Sep 06, 2007 23:00
i can't focus on work; i'm too upset, everything with mark is simply making everything harder. absence does not make the heart grow fonder. it ruins the heart.
mom's in michigan - her dad's in the hospital, they thought he was having appendix problems but it turns out he's not getting any bloodflow to his stomach. he hasn't been able to eat except through iv's. he needs a triple bypass, probably. i'm not good with medical knowledge but i know that it's serious heart surgery.
i hate to see her so upset, but i'm also upset. i feel i have the right to see my boyfriend, if i'm responsible enough to get myself where i need to be, do my work, take care of the house, go to my little brothers fucking open house because THEY were too busy to, i should be responsible enough therefore to spend the night with my fucking boyfriend because things haven't been the same since he went to school.

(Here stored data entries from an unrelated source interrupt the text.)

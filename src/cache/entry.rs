use bytes::Bytes;
use serde::{Deserialize, Serialize};

use super::StoreError;
use crate::{Response, StatusCode};

/// A stored response: body, content type, status and redirect target,
/// replayed verbatim on a hit.
///
/// Entries are written once per miss and never mutated; they disappear when
/// their lifetime runs out.
#[derive(Debug, Clone, PartialEq, Eq, Serialize, Deserialize)]
pub struct CachedEntry {
    pub body: Bytes,
    #[serde(default, skip_serializing_if = "Option::is_none")]
    pub content_type: Option<String>,
    #[serde(default, skip_serializing_if = "Option::is_none")]
    pub status_code: Option<u16>,
    /// `Location` of a plain 3xx response.
    #[serde(default, skip_serializing_if = "Option::is_none")]
    pub location: Option<String>,
}

impl CachedEntry {
    /// Captures the cacheable parts of a response produced by a handler.
    pub fn from_response(response: &Response) -> Self {
        Self {
            body: Bytes::copy_from_slice(response.payload()),
            content_type: response.content_type().map(str::to_owned),
            status_code: Some(response.status().as_u16()),
            location: response.headers().get("location").map(str::to_owned),
        }
    }

    /// Rebuilds the response to send for a cache hit.
    ///
    /// The content type, status and `Location` are applied only when present;
    /// a status this crate does not model leaves the default `200 OK`. No other
    /// response header is stored.
    pub fn to_response(&self) -> Response {
        let mut response = Response::new(StatusCode::Ok).body_bytes(self.body.to_vec());

        if let Some(content_type) = &self.content_type {
            response.set_header("Content-Type", content_type.as_str());
        }
        if let Some(location) = &self.location {
            response.set_header("Location", location.as_str());
        }

        match self.status_code.map(|code| (code, StatusCode::from_u16(code))) {
            Some((_, Some(status))) => response.set_status(status),
            Some((code, None)) => {
                tracing::debug!(status = code, "ignoring unknown cached status code");
            }
            None => {}
        }

        response
    }

    /// Serializes the entry into the record format shared by every store.
    pub fn encode(&self) -> Result<Bytes, StoreError> {
        serde_json::to_vec(self)
            .map(Bytes::from)
            .map_err(StoreError::Encode)
    }

    /// Parses a record previously produced by [`encode`](Self::encode).
    pub fn decode(record: &[u8]) -> Result<Self, StoreError> {
        serde_json::from_slice(record).map_err(StoreError::Decode)
    }
}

he came back up last weekend and for those two days i could pretend things were how they used to be. on monday we watched curb your enthusiasm, went to the beach... but it was different. something feels different.
when i went to the open house tonight, i parked in his old spot. walking down the halls for my first full day of classes felt like there was nothing to look forwards to. there was no free period where we could drive around and talk, there was no waiting to get a ride from him and go to his house and make love, watch tv, simply be. instead i felt like i didn't belong, like i didn't know who to talk to or why i was there. everytime i call him, there's people laughing and talking in the background. last night, i heard several typical valley girls squealing in the background and i wanted to smack someone, hit someone. just make them SHUT UP. i had to sign off, i couldn't stand even their presence. i know mark has no interest in interacting with them but the fact that they were there bothered me. the fact that i feel so out of touch with him bothers me. the fact that he said he feels like "a little kid" because i can't spend the night bothers me.
i talked to jamie about it yesterday and she's going through the same thing with mano, she understands and i really enjoyed talking to her, having someone to talk to. ryan and claire broke up - i don't know if i mentioned that - but his asshole tendencies disgust me. i saw that coming with them, kind of, and frankly i don't think she deserves him.
i just don't know what to do.. i feel generally unhappy now, purposeless. i feel like i can't even think of what to write, put into words.
i want to stop dwelling on this and find something that makes me happy, but i don't know what.